|Anderson, J - PIC INTERNATIONAL GROUP|
|Abeydeera, L - UNIVERSITY OF MISSOURI|
|Day, B - UNIVERSITY OF MISSOURI|
|Prather, R - UNIVERSITY OF MISSOURI|
Submitted to: Journal of Molecular Reproduction and Development
Publication Type: Peer Reviewed Journal
Publication Acceptance Date: May 4, 2001
Publication Date: N/A
Interpretive Summary: The use of porcine eggs for in vitro fertilization (IVF) offers tremendous potential for advances in reproductive efficiency and dissemination of superior genetic material. A major obstacle of porcine IVF is the abnormal development of approximately 75% of in vitro fertilized eggs, possibly resulting from delayed or inefficient production of critical embryonic proteins. Suboptimal production of such proteins also may contribute to a natural major loss of pig embryos (approx. 30%) that occurs during very early normal pregnancies. The production of the protein called cdc25c may be critical for the embryo's survival. The production of cdc25c is controlled by its RNA (cdc25c RNA). The present study evaluated the 4-cell pig embryo's ability to produce cdc25c RNA. Natural and in vitro-produced embryos were compared. The results indicated that the pig embryo produces its own cdc25c RNA between 10 and 18 hours after entering the 4-cell stage regardless of natural or in vitro origins. These findings indicate that embryonic events important for survival of in vitro-derived embryos may occur at later stages of development and/or involve other regulatory proteins. This information is of use to the scientific community conducting research on early embryonic development.

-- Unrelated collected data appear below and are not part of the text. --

#[cfg(test)]
mod tests {
    use super::*;

    #[test]
    fn default_config_has_sane_values() {
        let config = LogvigilConfig::default();
        assert_eq!(config.general.log_level, "info");
        assert_eq!(config.general.log_format, "json");
        assert_eq!(config.remote.log_file_name, "error");
        assert_eq!(config.remote.tail_lines, 200);
        assert_eq!(config.monitor.check_interval_minutes, 5);
        assert_eq!(config.monitor.seen_high_watermark, 1000);
        assert_eq!(config.monitor.seen_trim_to, 500);
        assert!(
            config
                .monitor
                .trigger_string
                .contains("upstream timed out")
        );
        assert!(!config.metrics.enabled);
    }

    #[test]
    fn default_config_passes_validation() {
        let config = LogvigilConfig::default();
        config.validate().unwrap();
    }

    #[test]
    fn default_config_fails_runtime_validation() {
        // api_key/environment_id가 비어 있으므로 실행 검증은 실패해야 함
        let config = LogvigilConfig::default();
        let err = config.validate_runtime().unwrap_err();
        assert!(err.to_string().contains("api_base_url"));
    }

    #[test]
    fn from_str_empty_toml_uses_defaults() {
        let config = LogvigilConfig::parse("").unwrap();
        assert_eq!(config.general.log_level, "info");
        assert_eq!(config.remote.log_file_name, "error");
    }

    #[test]
    fn from_str_partial_toml_merges_with_defaults() {
        let toml = r#"
[general]
log_level = "debug"

[remote]
environment_id = "env-prod-01"
"#;
        let config = LogvigilConfig::parse(toml).unwrap();
        assert_eq!(config.general.log_level, "debug");
        // log_format은 기본값 유지
        assert_eq!(config.general.log_format, "json");
        assert_eq!(config.remote.environment_id, "env-prod-01");
        assert_eq!(config.remote.tail_lines, 200);
    }

    #[test]
    fn from_str_full_toml() {
        let toml = r#"
[general]
log_level = "warn"
log_format = "pretty"

[remote]
api_base_url = "https://portal.example.net/api/environments"
api_key = "secret-key"
environment_id = "env-prod-01"
log_file_name = "access"
tail_lines = 500
request_timeout_secs = 10

[monitor]
trigger_string = "connection refused"
check_interval_minutes = 1
seen_high_watermark = 2000
seen_trim_to = 900

[metrics]
enabled = true
listen_addr = "0.0.0.0"
port = 9999
"#;
        let config = LogvigilConfig::parse(toml).unwrap();
        assert_eq!(config.general.log_level, "warn");
        assert_eq!(config.remote.log_file_name, "access");
        assert_eq!(config.remote.tail_lines, 500);
        assert_eq!(config.monitor.trigger_string, "connection refused");
        assert_eq!(config.monitor.seen_high_watermark, 2000);
        assert!(config.metrics.enabled);
        assert_eq!(config.metrics.port, 9999);
        config.validate().unwrap();
        config.validate_runtime().unwrap();
    }

    #[test]
    fn from_str_invalid_toml_returns_error() {
        let result = LogvigilConfig::parse("invalid = [[[toml");
        assert!(result.is_err());
        let err = result.unwrap_err();
        assert!(matches!(
            err,
            LogvigilError::Config(ConfigError::ParseFailed { .. })
        ));
    }

    #[test]
    fn validate_rejects_invalid_log_level() {
        let mut config = LogvigilConfig::default();
        config.general.log_level = "verbose".to_owned();
        let err = config.validate().unwrap_err();
        assert!(err.to_string().contains("log_level"));
    }

    #[test]
    fn validate_rejects_invalid_log_format() {
        let mut config = LogvigilConfig::default();
        config.general.log_format = "xml".to_owned();
        let err = config.validate().unwrap_err();
        assert!(err.to_string().contains("log_format"));
    }

    #[test]
    fn validate_rejects_zero_interval() {
        let mut config = LogvigilConfig::default();
        config.monitor.check_interval_minutes = 0;
        let err = config.validate().unwrap_err();
        assert!(err.to_string().contains("check_interval_minutes"));
    }

    #[test]
    fn validate_rejects_empty_trigger() {
        let mut config = LogvigilConfig::default();
        config.monitor.trigger_string = String::new();
        let err = config.validate().unwrap_err();
        assert!(err.to_string().contains("trigger_string"));
    }

    #[test]
    fn validate_rejects_trim_at_or_above_watermark() {
        let mut config = LogvigilConfig::default();
        config.monitor.seen_trim_to = config.monitor.seen_high_watermark;
        let err = config.validate().unwrap_err();
        assert!(err.to_string().contains("seen_trim_to"));
    }

    #[test]
    fn validate_rejects_zero_tail_lines() {
        let mut config = LogvigilConfig::default();
        config.remote.tail_lines = 0;
        let err = config.validate().unwrap_err();
        assert!(err.to_string().contains("tail_lines"));
    }

    #[test]
    fn env_override_string() {
        let mut val = "original".to_owned();
        // SAFETY: 테스트는 단일 스레드에서 실행되므로 환경변수 조작이 안전합니다.
        unsafe { std::env::set_var("TEST_LOGVIGIL_STR", "overridden") };
        override_string(&mut val, "TEST_LOGVIGIL_STR");
        assert_eq!(val, "overridden");
        unsafe { std::env::remove_var("TEST_LOGVIGIL_STR") };
    }

    #[test]
    fn env_override_u64_invalid_keeps_original() {
        let mut val = 5u64;
        // SAFETY: 테스트는 단일 스레드에서 실행되므로 환경변수 조작이 안전합니다.
        unsafe { std::env::set_var("TEST_LOGVIGIL_U64_BAD", "not-a-number") };
        override_u64(&mut val, "TEST_LOGVIGIL_U64_BAD");
        assert_eq!(val, 5); // 원래 값 유지
        unsafe { std::env::remove_var("TEST_LOGVIGIL_U64_BAD") };
    }

    #[test]
    fn env_override_missing_var_keeps_original() {
        let mut val = "original".to_owned();
        override_string(&mut val, "TEST_LOGVIGIL_NONEXISTENT_12345");
        assert_eq!(val, "original");
    }

    #[test]
    fn config_serialize_roundtrip() {
        let config = LogvigilConfig::default();
        let toml_str = toml::to_string_pretty(&config).unwrap();
        let parsed = LogvigilConfig::parse(&toml_str).unwrap();
        assert_eq!(config.general.log_level, parsed.general.log_level);
        assert_eq!(config.remote.log_file_name, parsed.remote.log_file_name);
        assert_eq!(
            config.monitor.trigger_string,
            parsed.monitor.trigger_string
        );
    }

    #[tokio::test]
    async fn from_file_not_found() {
        let result = LogvigilConfig::from_file("/nonexistent/path/logvigil.toml").await;
        assert!(result.is_err());
        let err = result.unwrap_err();
        assert!(matches!(
            err,
            LogvigilError::Config(ConfigError::FileNotFound { .. })
        ));
    }

    #[tokio::test]
    async fn load_or_create_writes_default_file() {
        let dir = tempfile::tempdir().unwrap();
        let path = dir.path().join("logvigil.toml");

        let (config, created) = LogvigilConfig::load_or_create(&path).await.unwrap();
        assert!(created);
        assert!(path.exists());
        assert_eq!(config.monitor.check_interval_minutes, 5);

        // 두 번째 호출은 기존 파일을 읽음
        let (_config, created_again) = LogvigilConfig::load_or_create(&path).await.unwrap();
        assert!(!created_again);
    }

    #[tokio::test]
    async fn save_then_load_roundtrip() {
        let dir = tempfile::tempdir().unwrap();
        let path = dir.path().join("logvigil.toml");

        let mut config = LogvigilConfig::default();
        config.remote.environment_id = "env-42".to_owned();
        config.save(&path).await.unwrap();

        let loaded = LogvigilConfig::from_file(&path).await.unwrap();
        assert_eq!(loaded.remote.environment_id, "env-42");
    }
}
//! 모니터 에러 타입
//!
//! [`MonitorError`]는 모니터링 파이프라인 내부에서 발생하는 모든 에러를
//! 표현합니다. `From<MonitorError> for LogvigilError` 변환이 구현되어 있어
//! 상위 레이어에서 `?` 연산자로 자연스럽게 전파할 수 있습니다.

use logvigil_core::error::{LogvigilError, TransportError};

/// 모니터링 파이프라인 도메인 에러
#[derive(Debug, thiserror::Error)]
pub enum MonitorError {
    /// 원격 호출 실패 — 사이클 단위 복구 대상
    ///
    /// fetch가 이 에러로 끝나면 해당 사이클은 상태 변경 없이 종료되고,
    /// 같은 라인들이 다음 사이클에서 다시 고려됩니다.
    #[error("transport error: {0}")]
    Transport(#[from] TransportError),

    /// 설정 에러
    #[error("config error: {field}: {reason}")]
    Config {
        /// 설정 필드명
        field: String,
        /// 에러 사유
        reason: String,
    },

    /// 이벤트 채널 에러
    #[error("channel error: {0}")]
    Channel(String),
}

impl From<MonitorError> for LogvigilError {
    fn from(err: MonitorError) -> Self {
        match err {
            MonitorError::Transport(e) => LogvigilError::Transport(e),
            other => LogvigilError::Monitor(other.to_string()),
        }
    }
}
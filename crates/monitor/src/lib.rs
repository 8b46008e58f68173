#![doc = include_str!("../README.md")]
//!
//! # 모듈 구성
//!
//! - [`parser`]: 원시 로그 블롭 → [`LogLine`](logvigil_core::types::LogLine) 시퀀스
//! - [`dedup`]: 관측 라인 fingerprint 집합 및 용량 트림
//! - [`trigger`]: 트리거 문자열 부분 문자열 매칭
//! - [`remediation`]: 임계값 게이트와 재기동 실행
//! - [`gateway`]: 원격 환경 API 추상화 (trait + reqwest 구현)
//! - [`watcher`]: 폴링 루프 오케스트레이션
//! - [`config`]: 워처 설정 (core 설정 확장)
//! - [`error`]: 도메인 에러 타입

pub mod config;
pub mod dedup;
pub mod error;
pub mod gateway;
pub mod parser;
pub mod remediation;
pub mod trigger;
pub mod watcher;

// --- 주요 타입 re-export ---

// 워처
pub use watcher::{CycleSummary, LogWatcher, LogWatcherBuilder};

// 설정
pub use config::WatcherConfig;

// 에러
pub use error::MonitorError;

// 원격 클라이언트
pub use gateway::{EnvironmentClient, HttpEnvironmentClient};

// 파이프라인 구성 요소
pub use dedup::SeenLines;
pub use remediation::{RESTART_THRESHOLD, RestartGate};
pub use trigger::TriggerMatcher;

Technical Abstract: To gain a better understanding of the molecular differences that may contribute to cleavage arrest and the poorer development associated with laboratory produced embryos, a series of experiments were conducted to quantitate the message levels of the cell cycle controller cdc25c, over the maternal to zygotic transition (MZT) in 4-cell in vivo- and in vitro-derived porcine embryos. The experiments were designed to measure both maternal and embryonic derived cdc25c transcripts by quantitative reverse transcription-competitive polymerase chain reaction (RT-cPCR), determine the point of the transition to zygotic genome activation, and study the interaction between initial embryonic transcription and maternal cdc25c degradation. Analysis of in vivo- and in vitro-derived embryos revealed no difference in cdc25c message level for any of the times P4CC (P>0.05). Comparison of control embryos from 5- to 33-h P4CC revealed a reduction in transcript quantities in the 10-h P4CC group that was maintained at later time points (P>0.05). Embryos cultured in the RNA polymerase inhibitor, alpha-amanitin, from cleavage to 5-, 10-, 18-, 25-, or 33-h P4CC displayed no difference in cdc25c levels when compared to controls at similar time points (P>0.05). However, if embryos were first exposed to alpha-amanitin after 18-h P4CC with this treatment continuing to 33-h, the levels of cdc25c transcript were reduced (P<0.04) when compared to those embryos that were first exposed to the inhibitor at either 5- or 10-h P4CC. This finding and the comparison of these same embryos to the 0-33-h alpha-amanitin and control groups allowed us to conclude that cdc25c transcription began between 10- and 18-h P4CC, with the degradation of maternal cdc25c message dependent on transcriptional initiation.